Es fácil que los escolares del Caminillo de hace quince y más años, algunos de los que hoy esperan la salida de sus hijos en el cole, no recuerden al orientador que en vano intentó convencer a sus madres de que no eran hiperactivos, palabreja que proliferaba de forma novedosa por los medios de comunicación para etiquetar, en versión clínica, mucha de la inquietud que tenemos de forma natural cuando hay pocos años y mucha energía. Con ayuda de anécdotas sobre todo, recordarán a las maestras y maestros que les enseñaron algunas de las cosas que saben, sin importarles la programación por competencias que soportaban o las leyes y normas educativas con las que debían lidiar, pero es difícil que se hayan olvidado de Hilario. Poco importa el hecho de que su verdadero nombre sea otro, usado sólo a efectos oficiales, porque en las historias personales de las mujeres y hombres a que me refiero, está reconocido con denominación propia.

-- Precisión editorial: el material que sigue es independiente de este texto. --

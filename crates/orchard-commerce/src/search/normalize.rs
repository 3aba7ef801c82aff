//! Accent-insensitive text folding for search.

use unicode_normalization::char::is_combining_mark;
use unicode_normalization::UnicodeNormalization;

/// Fold `input` for matching: canonical decomposition, combining marks
/// dropped, `đ` folded to `d`, lowercased.
///
/// `"Hạt Điều"` and `"hat dieu"` fold to the same string.
pub fn normalize_search_text(input: &str) -> String {
    input
        .nfd()
        .filter(|c| !is_combining_mark(*c))
        .map(|c| match c {
            'đ' | 'Đ' => 'd',
            other => other,
        })
        .flat_map(char::to_lowercase)
        .collect()
}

Hubo un tiempo en el que abrió cada día las puertas del colegio, a la vez que conectaba aquella pantalla gran tamaño que fue su despacho de chucherías, en la que proporcionaba dulce consuelo a amarguras, madrugones y deberes por hacer, como alivio consumista a tantas obligaciones y mañanas con sueño. Cómplice comprensivo y bondadoso, fiaba o concedía, logrando hacer un poco más llevaderas aquellas jornadas escolares lejanas y prosaicas, de las que anhelaron escapar cuanto antes y hoy echan de menos como el paraíso perdido que todos hemos dejado atrás en los tráfagos de la vida.
Hasta que llegaron algunas reformas, no fue raro que la jornada comenzara con un catálogo de habilidades propias de un MacGuiver: puertas, cerraduras, grifos, ventanas, enchufes, pizarras y otras chapuzas por resolver, pero sobre todo, una vieja caldera de calefacción que tenía la fea costumbre de escacharrarse los días más fríos. El drama solía ser un poco más llevadero si estaba Hilario para purgar el circuito o para ocupar la mañana con la esperanza de un arreglo, se lograra o no.
Me resulta imposible no recordar una anécdota que me contaron y que resume su popularidad entre aquellos niños. Se hacía una representación en el salón de actos y a duras penas habían conseguido la calma de más de cien infantes en plena efervescencia aventurera logrando su atención momentánea, cuando se fue todo al traste al grito de “Hilario…Hilario..! para desesperación de las maestras, porque alguien olvidó correr las cortinas de la galería superior y la tropa, que lo vio pasar camino de algún entuerto, encontró inmediatamente al héroe cuya presencia podía terminar con aquel tedio impostado.
Hace unos años, para cumplir un compromiso editorial, pero sobre todo impresionado por la emotividad de la historia, escribí sobre su esposa y compañera, un relato en el que intentaba plasmar la grandeza y ternura que inspiraba una experiencia de la señorita Emilia cuando era la maestra de Alicia Mª y ésta prolongaba su aprendizaje en Josefa. Por eso le debía a Hilario -en realidad Gregorio- unas líneas de reconocimiento, que no se puede exigir a la ingratitud reinante cuando se pretende alojar en el olvido lo que no interesa, pero que él merece sobradamente, ya que estará por muchos años en la memoria de tantas mujeres y hombres que eran niños cuando trabajó en el Caminillo.